There are overloads for operator<< for basic_ostream, that take an (un)signed char, and a const (un)signed char*. In addition, there are overloads for operator>> for basic_istream, that take an (un)signed char& and an (un)signed char (&)[N]. These overloads are specified to have equivalent behavior to the non-signedness qualified overloads: [istream.extractors] [ostream.inserters.character].

This is surprising. Per [basic.fundamental] p1 and p2:

There are five standard signed integer types: "signed char", "short int", "int", "long int", and "long long int"... There may also be implementation-defined extended signed integer types. The standard and extended signed integer types are collectively called signed integer types.

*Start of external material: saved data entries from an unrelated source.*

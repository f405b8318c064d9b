mod config;
mod database_config;
mod error;
mod github_config;
mod log_level;
mod logging_config;
mod retry_config;
mod server_config;

#[cfg(test)]
mod tests;

pub use config::Config;
pub use database_config::DatabaseConfig;
pub use error::{ConfigError, ConfigErrorResult};
pub use github_config::GitHubConfig;
pub use log_level::LogLevel;
pub use logging_config::LoggingConfig;
pub use retry_config::RetryConfig;
pub use server_config::ServerConfig;

pub(crate) const CONFIG_DIR_ENV_VAR: &str = "CM_CONFIG_DIR";
pub(crate) const DEFAULT_CONFIG_DIR_NAME: &str = ".cm";
pub(crate) const CONFIG_FILE_NAME: &str = "config.toml";

const DEFAULT_HOST: &str = "127.0.0.1";
const DEFAULT_PORT: u16 = 8000;
const MIN_PORT: u16 = 1024;

const DEFAULT_DATABASE_FILENAME: &str = "data.db";
const DEFAULT_DATABASE_MAX_CONNECTIONS: u32 = 10;
const MIN_DATABASE_MAX_CONNECTIONS: u32 = 1;
const MAX_DATABASE_MAX_CONNECTIONS: u32 = 100;

const DEFAULT_LOG_LEVEL_STRING: &str = "info";
const DEFAULT_LOG_LEVEL: log::LevelFilter = log::LevelFilter::Info;
const DEFAULT_LOG_COLORED: bool = true;
const DEFAULT_LOG_DIRECTORY: &str = "log";
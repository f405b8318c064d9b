use crate::{
    AppState, create_customer, delete_customer, get_customer, health, list_customers,
    update_customer,
};

use axum::{Router, routing::get};
use tower_http::cors::{Any, CorsLayer};

/// Build the application router with all endpoints
pub fn build_router(state: AppState) -> Router {
    Router::new()
        // Customers
        .route("/customers", get(list_customers).post(create_customer))
        .route(
            "/customers/{id}",
            get(get_customer).put(update_customer).delete(delete_customer),
        )
        // Health check endpoints
        .route("/health", get(health::health))
        .route("/live", get(health::liveness))
        .route("/ready", get(health::readiness))
        .with_state(state)
        .layer(
            CorsLayer::new()
                .allow_origin(Any)
                .allow_methods(Any)
                .allow_headers(Any),
        )
}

For each of the standard signed integer types, there exists a corresponding (but different) standard unsigned integer type: "unsigned char", "unsigned short int", "unsigned int", "unsigned long int", and "unsigned long long int"... Likewise, for each of the extended signed integer types, there exists a corresponding extended unsigned integer types. The standard and extended unsigned integer types are collectively called unsigned integer types.

Thus, signed char and unsigned char should be treated as integers, not as characters. This is highlighted by the fact, that int8_t and uint8_t are specified to be aliases to (un)signed integer types, which are in practice going to be signed char and unsigned char.

Note: The Solaris implementation is different, and defines int8_t to be char by default. This is not conformant.

signed char and unsigned char are not character types. Per [basic.fundamental] p11, since [P2314R4]:

The types char, wchar_t, char8_t, char16_t, and char32_t are collectively called character types.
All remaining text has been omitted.